At Tue, 7 May 2019 05:50:35 -0400 CentOS mailing list centos@centos.org wrote:
On Tue, 7 May 2019 at 04:06, wuzhouhui wuzhouhui14@mails.ucas.ac.cn wrote:
Hi,
Recently, I encountered a interesting phenomenon that CentOS 6.3 running as normal even if I (my colleague, actually) installed a kernel that build for CentOS 7.x (e.g. kernel-3.10.0-327.el7.x86_64.rpm).
I found kernel is mismatch accidentally when I using "uname -r" to check kernel version. So my question is what the harmness we will get if I install a el7 rpm into a el6 system?
Many CentOS-7 packages will not install because they will need dependencies that the EL-6 does not have. The kernel is different because it is mostly self-contained and meant to be parallel installed. In most cases, it should result in an unbootable system because the boot is going to be dracut+systemd bits and the EL-6 has none of that.
And I wonder if the EL7 kernel will even show up as an available kernel. EL7 uses Grub 2 and EL6 uses Grub [1]. *Different* config files. Because (unlike Lilo), grub is not updated in the MBR each time its config is updated (eg installing a new kernel), it is very likely the EL7 kernel rpm install might not touch /boot/grub/grub.conf, since it is expecting to update /boot/grub/grub.cfg instead.
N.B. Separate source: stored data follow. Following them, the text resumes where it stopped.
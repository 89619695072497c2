//! Deku - Position history
//!
//! Zobrist hashing of positions and a table counting how often each
//! position occurred, for the threefold repetition rule. The table lives
//! outside the board so that boards stay small, copyable values.

use std::collections::HashMap;

use rand::prelude::*;

use crate::board::Board;
use crate::types::*;

/// Number of distinct piece values (-9..=9)
const PIECE_KINDS: usize = 19;

/// Occurrences of a position that draw the game
pub const REPETITION_LIMIT: u32 = 3;

pub struct ZobristHash {
    piece_keys: [[u64; 64]; PIECE_KINDS],
    side_key: u64,
}

impl ZobristHash {
    pub fn new() -> Self {
        let mut rng = StdRng::seed_from_u64(12345);

        let mut piece_keys = [[0u64; 64]; PIECE_KINDS];
        for keys in piece_keys.iter_mut() {
            for key in keys.iter_mut() {
                *key = rng.gen();
            }
        }

        let side_key = rng.gen();

        ZobristHash { piece_keys, side_key }
    }

    /// Hash the grid and the side to move. Castling and en passant rights
    /// are part of the piece values, so they are covered too.
    pub fn hash_position(&self, board: &Board) -> u64 {
        let mut h = 0u64;

        for (index, sq) in Square::all().enumerate() {
            let piece = board.piece_at(sq);
            if piece != EMPTY {
                h ^= self.piece_keys[(piece + CASTLE_KING) as usize][index];
            }
        }

        if !board.is_white_turn() {
            h ^= self.side_key;
        }

        h
    }
}

impl Default for ZobristHash {
    fn default() -> Self {
        ZobristHash::new()
    }
}

/// Position hash to occurrence count
#[derive(Default)]
pub struct RepetitionTable {
    zobrist: ZobristHash,
    counts: HashMap<u64, u32>,
}

impl RepetitionTable {
    pub fn new() -> Self {
        RepetitionTable::default()
    }

    /// Count one more occurrence of `board`; returns the new count
    pub fn record(&mut self, board: &Board) -> u32 {
        let count = self.counts.entry(self.zobrist.hash_position(board)).or_insert(0);
        *count += 1;
        *count
    }

    /// How many times `board` has been recorded
    pub fn occurrences(&self, board: &Board) -> u32 {
        self.counts
            .get(&self.zobrist.hash_position(board))
            .copied()
            .unwrap_or(0)
    }

    pub fn is_repetition(&self, board: &Board) -> bool {
        self.occurrences(board) >= REPETITION_LIMIT
    }

    pub fn clear(&mut self) {
        self.counts.clear();
    }
}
I know that when I installed Ubuntu 18.04 as a *second* OS, that even though the /boot file system is shared between CentOS 6 and Ubuntu 18.04 the Ubuntu 18.04 installer did not touch /boot/grub/grub.conf and installed /boot/grub/grub.cfg along side (I manually reinstalled grub 1 and manually hacked /boot/grub/grub.conf to put the Ubuntu 18.04 boot option in).